Houses were expropriated a full block away from the water to make way for the dredging of the channel. (Rocio Castro)
Houses were expropriated a full block away from the water to make way for the dredging of the channel. (Rocio Castro)

By John McPhaul


Twenty years ago the Martín Peña Channel (Caño de Martín Peña) was a narrow, fetid waterway in the heart of San Juan filled with garbage and other debris, and lined with informal housing that was barely livable due to the unbearable stench.


Yet hundreds of people lived on the banks of the 3.5-mile-long tidal channel -- which once was a broad waterway before migrants from the countryside threw their trash into it over a span of decades until it was largely filled in, stagnant and rotting and barely meters wide -- enduring the stench in a situation one resident called “a calvary.”

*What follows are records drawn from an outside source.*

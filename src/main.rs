use anyhow::Result;
use tower::ServiceBuilder;
use tower_http::{cors::CorsLayer, trace::TraceLayer};
use tracing::info;
use tracing_appender::non_blocking::WorkerGuard;
use tracing_subscriber::{layer::SubscriberExt, util::SubscriberInitExt, EnvFilter};

use studymate::{
    api::{create_router, AppState},
    auth::JwtKeys,
    config::{Config, LoggingConfig},
    content_extractor::WebFetcher,
    log_system_event, mailer, AccountService, CardService, Database, LLMService, QuizService,
};

#[tokio::main]
async fn main() -> Result<()> {
    // Load environment variables from .env file
    dotenvy::dotenv().ok();

    let config = Config::from_env()?;
    let _guard = setup_logging(&config.logging)?;
    config.validate()?;

    log_system_event!(startup, component = "server", "Starting AI StudyMate server");

    let db = Database::new(&config.database.url).await?;
    info!("Database initialized successfully");

    let jwt = JwtKeys::new(&config.auth.jwt_secret);
    let mailer = mailer::from_config(config.email.as_ref())?;

    let card_service = CardService::new(db.clone(), config.app.free_tier_card_limit);
    let account_service = AccountService::new(db, jwt.clone(), mailer, config.app.base_url.clone());
    let llm_service = LLMService::new(&config.llm);
    let quiz_service = QuizService::new(card_service.clone(), llm_service.clone());

    info!(
        provider = llm_service.provider_name(),
        model = llm_service.model_name(),
        "Initialized LLM service"
    );

    let state = AppState {
        card_service,
        account_service,
        llm_service,
        quiz_service,
        fetcher: WebFetcher::new()?,
        jwt,
        cookie_secure: config.auth.cookie_secure,
    };

    let app = create_router(state).layer(
        ServiceBuilder::new()
            .layer(TraceLayer::new_for_http())
            .layer(CorsLayer::permissive()),
    );

    let addr = format!("{}:{}", config.server.host, config.server.port);
    info!("Server starting on {}", addr);

    let listener = tokio::net::TcpListener::bind(&addr).await?;
    axum::serve(listener, app)
        .with_graceful_shutdown(shutdown_signal())
        .await?;

    log_system_event!(shutdown, component = "server", "Server stopped");
    Ok(())
}

async fn shutdown_signal() {
    if let Err(e) = tokio::signal::ctrl_c().await {
        tracing::error!(error = %e, "Failed to listen for shutdown signal");
    }
}

fn setup_logging(config: &LoggingConfig) -> Result<Option<WorkerGuard>> {
    use std::fs;
    use tracing_subscriber::fmt;

    // RUST_LOG has already been folded into the config level
    let env_filter = EnvFilter::try_new(&config.level).unwrap_or_else(|_| EnvFilter::new("info"));

    let console_layer = config.console_enabled.then(|| {
        fmt::layer()
            .with_target(true)
            .with_thread_ids(true)
            .with_file(true)
            .with_line_number(true)
            .with_ansi(true)
    });

    let mut guard = None;
    let file_layer = if config.file_enabled {
        fs::create_dir_all(&config.log_directory).unwrap_or_else(|e| {
            eprintln!("Warning: Could not create logs directory: {}", e);
        });

        // Daily rotation, no ANSI colors in files
        let file_appender = tracing_appender::rolling::daily(&config.log_directory, "studymate.log");
        let (non_blocking_file, file_guard) = tracing_appender::non_blocking(file_appender);
        guard = Some(file_guard);

        Some(
            fmt::layer()
                .with_target(true)
                .with_thread_ids(true)
                .with_file(true)
                .with_line_number(true)
                .with_ansi(false)
                .with_writer(non_blocking_file),
        )
    } else {
        None
    };

    tracing_subscriber::registry()
        .with(env_filter)
        .with(console_layer)
        .with(file_layer)
        .init();

    info!(
        log_directory = %config.log_directory,
        file_enabled = config.file_enabled,
        console_enabled = config.console_enabled,
        "Logging initialized"
    );

    Ok(guard)
}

Today, the margins of the channel, which is part of the San Juan Bay National Estuary, are littered with abandoned houses that have yet to be removed. In the distance, heavy machinery belonging to the U.S. Army Corps of Engineers can be seen working on dredging.


The residents have been moved to the Cantera peninsula to the north of the channel, in three brand new housing projects with names like Paseo de Conde and Villa Pelicano.


The reaction of the new residents is a mixed bag.


When asked if she likes her new situation, Myrna González, 44, said “Yes and no.” Her old abode was much larger than her new house, but where she was living was isolated by a fire that claimed surrounding houses. She also doesn’t have to endure the occasional flooding that accompanied heavy rains, not to mention the horrid stench.


“Here there aren’t so many problems, but my old house was much bigger and here there’s a lot of noise,” González said.


Also, her new house has construction problems and the location is not so good.


“There are cracks in the walls and a lot of leaks, and the [nearby] avenue makes a lot of noise,” she said.


Also, she is not happy with the 25-year wait required to sell the property.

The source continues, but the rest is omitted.